EXERCISE AIM. Count up the lines below where the word "RunSummary" shows up, and respond with the number alone.

# # # # #

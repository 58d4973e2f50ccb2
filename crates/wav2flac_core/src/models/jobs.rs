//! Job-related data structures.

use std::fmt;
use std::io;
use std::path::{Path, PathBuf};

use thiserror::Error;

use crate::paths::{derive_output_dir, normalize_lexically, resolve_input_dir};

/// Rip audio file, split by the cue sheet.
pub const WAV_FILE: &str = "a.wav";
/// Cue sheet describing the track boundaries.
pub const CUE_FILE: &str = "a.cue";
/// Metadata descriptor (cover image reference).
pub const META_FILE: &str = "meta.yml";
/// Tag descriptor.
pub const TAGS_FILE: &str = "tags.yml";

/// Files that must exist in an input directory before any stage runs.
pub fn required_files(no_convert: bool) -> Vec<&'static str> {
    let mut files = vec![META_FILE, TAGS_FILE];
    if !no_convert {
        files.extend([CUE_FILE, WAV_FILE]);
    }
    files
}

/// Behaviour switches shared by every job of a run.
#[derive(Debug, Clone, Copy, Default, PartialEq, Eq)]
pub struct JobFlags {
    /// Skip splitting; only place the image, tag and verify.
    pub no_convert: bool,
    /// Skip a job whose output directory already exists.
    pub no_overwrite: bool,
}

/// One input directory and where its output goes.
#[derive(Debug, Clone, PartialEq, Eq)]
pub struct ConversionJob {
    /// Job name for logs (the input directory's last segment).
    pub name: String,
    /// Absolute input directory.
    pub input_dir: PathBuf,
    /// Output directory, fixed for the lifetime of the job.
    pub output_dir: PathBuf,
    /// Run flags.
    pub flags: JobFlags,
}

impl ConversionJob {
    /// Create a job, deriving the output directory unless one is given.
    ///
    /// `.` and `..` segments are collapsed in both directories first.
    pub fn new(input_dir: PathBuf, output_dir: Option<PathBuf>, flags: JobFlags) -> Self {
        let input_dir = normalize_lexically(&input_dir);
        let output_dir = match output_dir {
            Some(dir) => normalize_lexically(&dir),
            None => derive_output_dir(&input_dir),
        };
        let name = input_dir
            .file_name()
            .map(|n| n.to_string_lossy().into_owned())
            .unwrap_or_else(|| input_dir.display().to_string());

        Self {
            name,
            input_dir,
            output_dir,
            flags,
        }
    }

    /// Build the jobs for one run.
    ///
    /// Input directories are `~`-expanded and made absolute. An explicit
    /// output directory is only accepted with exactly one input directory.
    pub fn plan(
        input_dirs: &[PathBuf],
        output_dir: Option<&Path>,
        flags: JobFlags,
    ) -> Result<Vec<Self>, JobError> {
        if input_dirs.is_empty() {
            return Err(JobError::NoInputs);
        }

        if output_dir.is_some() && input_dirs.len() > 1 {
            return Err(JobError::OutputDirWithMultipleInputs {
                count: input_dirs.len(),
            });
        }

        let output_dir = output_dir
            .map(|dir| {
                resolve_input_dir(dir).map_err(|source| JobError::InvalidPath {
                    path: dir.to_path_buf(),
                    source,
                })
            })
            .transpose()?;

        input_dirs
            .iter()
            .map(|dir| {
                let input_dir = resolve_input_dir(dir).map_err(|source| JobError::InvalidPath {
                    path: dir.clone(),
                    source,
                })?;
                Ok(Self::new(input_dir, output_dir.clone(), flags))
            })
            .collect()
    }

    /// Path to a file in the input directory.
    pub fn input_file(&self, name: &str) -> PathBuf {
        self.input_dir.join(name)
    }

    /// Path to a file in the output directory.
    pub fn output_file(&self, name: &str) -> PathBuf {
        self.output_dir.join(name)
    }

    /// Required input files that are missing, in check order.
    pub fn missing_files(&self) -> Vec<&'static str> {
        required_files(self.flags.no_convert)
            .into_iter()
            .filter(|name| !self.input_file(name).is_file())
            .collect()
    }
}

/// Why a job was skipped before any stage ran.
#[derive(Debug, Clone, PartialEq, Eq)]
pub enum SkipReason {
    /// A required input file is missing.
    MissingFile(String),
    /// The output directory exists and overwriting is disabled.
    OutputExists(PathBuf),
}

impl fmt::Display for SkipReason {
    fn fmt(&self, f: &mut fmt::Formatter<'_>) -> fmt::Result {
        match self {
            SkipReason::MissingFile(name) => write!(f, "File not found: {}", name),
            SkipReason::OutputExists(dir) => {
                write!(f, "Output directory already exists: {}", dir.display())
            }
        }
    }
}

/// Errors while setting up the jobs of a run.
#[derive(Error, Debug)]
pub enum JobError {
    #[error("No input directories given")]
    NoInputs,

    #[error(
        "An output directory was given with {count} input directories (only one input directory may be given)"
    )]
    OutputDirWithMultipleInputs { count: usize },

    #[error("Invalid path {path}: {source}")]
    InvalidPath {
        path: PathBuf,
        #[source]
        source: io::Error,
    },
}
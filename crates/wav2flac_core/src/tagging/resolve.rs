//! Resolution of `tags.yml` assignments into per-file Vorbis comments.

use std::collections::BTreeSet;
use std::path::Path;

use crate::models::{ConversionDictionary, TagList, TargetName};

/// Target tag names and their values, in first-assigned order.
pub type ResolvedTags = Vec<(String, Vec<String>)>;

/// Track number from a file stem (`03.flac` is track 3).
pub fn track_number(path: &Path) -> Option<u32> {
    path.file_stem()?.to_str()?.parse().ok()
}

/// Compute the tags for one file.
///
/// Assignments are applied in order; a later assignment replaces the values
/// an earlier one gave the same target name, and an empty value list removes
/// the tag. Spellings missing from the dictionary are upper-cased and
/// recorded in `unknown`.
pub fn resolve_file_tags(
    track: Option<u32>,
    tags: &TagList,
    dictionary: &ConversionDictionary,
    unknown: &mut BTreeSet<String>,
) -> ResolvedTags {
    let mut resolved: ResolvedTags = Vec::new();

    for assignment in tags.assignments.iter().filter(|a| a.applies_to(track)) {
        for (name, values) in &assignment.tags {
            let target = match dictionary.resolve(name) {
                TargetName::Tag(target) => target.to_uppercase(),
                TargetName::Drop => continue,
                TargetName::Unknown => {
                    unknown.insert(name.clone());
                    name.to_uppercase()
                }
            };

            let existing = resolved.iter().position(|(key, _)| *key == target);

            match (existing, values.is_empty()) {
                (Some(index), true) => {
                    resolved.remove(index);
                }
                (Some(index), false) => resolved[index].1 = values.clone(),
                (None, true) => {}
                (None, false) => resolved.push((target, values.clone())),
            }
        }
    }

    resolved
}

# # # # #

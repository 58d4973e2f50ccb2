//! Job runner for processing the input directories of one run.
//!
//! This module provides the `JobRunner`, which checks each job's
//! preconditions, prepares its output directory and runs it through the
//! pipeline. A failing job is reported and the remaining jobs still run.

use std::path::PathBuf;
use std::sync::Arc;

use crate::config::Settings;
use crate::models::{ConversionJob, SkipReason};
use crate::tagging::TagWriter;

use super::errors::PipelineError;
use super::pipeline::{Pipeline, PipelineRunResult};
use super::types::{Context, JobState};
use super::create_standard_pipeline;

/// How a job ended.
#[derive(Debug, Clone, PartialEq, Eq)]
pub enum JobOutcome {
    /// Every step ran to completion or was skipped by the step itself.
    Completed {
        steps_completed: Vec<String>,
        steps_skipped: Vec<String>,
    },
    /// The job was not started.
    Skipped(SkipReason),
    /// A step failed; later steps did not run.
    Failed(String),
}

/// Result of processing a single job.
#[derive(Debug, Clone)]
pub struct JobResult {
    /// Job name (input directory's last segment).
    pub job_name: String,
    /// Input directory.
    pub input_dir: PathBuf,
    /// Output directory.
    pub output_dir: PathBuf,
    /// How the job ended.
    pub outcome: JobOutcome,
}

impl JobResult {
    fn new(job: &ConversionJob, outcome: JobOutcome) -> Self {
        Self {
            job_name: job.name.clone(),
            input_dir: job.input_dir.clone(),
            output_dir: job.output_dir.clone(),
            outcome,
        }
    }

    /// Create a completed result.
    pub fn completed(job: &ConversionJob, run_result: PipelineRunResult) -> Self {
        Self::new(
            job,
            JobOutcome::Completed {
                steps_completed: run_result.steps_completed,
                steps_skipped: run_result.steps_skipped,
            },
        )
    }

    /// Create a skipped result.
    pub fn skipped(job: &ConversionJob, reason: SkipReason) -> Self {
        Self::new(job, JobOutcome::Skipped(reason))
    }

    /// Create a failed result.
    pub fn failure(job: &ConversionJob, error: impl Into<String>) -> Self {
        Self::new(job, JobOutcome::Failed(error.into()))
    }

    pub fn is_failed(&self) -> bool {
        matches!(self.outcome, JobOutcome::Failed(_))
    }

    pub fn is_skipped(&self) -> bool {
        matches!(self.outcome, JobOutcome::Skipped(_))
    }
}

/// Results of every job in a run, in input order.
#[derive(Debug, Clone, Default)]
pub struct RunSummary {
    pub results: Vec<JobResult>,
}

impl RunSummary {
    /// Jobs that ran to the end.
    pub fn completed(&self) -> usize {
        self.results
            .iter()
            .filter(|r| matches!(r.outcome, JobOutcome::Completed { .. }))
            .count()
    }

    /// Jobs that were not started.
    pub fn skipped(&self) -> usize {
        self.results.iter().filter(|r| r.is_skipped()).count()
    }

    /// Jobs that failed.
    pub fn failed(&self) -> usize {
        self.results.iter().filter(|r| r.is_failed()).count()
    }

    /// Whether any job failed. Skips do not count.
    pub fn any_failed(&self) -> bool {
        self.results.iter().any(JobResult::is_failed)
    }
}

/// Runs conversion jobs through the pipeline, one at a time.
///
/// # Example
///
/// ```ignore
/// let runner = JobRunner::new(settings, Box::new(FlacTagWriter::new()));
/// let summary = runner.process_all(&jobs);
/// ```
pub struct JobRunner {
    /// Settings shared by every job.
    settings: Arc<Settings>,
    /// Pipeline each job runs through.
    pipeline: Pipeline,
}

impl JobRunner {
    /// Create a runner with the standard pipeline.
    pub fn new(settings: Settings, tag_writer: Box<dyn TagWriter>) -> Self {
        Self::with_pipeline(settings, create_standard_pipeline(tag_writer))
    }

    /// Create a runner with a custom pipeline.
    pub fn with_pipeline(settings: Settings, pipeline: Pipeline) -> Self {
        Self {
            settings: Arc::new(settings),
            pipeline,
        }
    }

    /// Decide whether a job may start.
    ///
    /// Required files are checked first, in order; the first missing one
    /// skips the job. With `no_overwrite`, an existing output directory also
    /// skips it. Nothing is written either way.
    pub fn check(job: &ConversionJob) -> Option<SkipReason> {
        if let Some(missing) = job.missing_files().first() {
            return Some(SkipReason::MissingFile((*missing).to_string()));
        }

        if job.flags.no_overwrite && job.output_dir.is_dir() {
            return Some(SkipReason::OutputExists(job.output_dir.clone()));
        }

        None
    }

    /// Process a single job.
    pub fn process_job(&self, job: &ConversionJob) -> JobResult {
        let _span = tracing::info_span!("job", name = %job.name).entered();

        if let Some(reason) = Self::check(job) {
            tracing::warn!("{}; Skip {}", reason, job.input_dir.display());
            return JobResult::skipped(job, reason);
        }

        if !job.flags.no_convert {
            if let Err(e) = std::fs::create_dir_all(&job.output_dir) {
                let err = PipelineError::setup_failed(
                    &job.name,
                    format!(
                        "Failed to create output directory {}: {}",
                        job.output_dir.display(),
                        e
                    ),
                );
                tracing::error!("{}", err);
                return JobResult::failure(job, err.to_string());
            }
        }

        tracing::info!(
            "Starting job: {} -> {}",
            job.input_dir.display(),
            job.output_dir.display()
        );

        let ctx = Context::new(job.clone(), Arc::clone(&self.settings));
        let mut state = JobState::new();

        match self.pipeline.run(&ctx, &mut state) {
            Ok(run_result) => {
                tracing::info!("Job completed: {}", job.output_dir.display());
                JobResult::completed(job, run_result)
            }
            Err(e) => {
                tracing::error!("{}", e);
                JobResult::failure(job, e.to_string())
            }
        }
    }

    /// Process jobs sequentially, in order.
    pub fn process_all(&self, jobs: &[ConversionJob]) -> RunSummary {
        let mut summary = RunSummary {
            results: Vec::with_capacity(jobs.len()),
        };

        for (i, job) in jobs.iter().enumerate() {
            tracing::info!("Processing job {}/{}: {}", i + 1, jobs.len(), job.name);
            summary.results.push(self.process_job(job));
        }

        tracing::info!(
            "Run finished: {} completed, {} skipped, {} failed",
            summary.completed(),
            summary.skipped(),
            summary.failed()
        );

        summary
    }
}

# # # # #

ANSWER SPACE. 4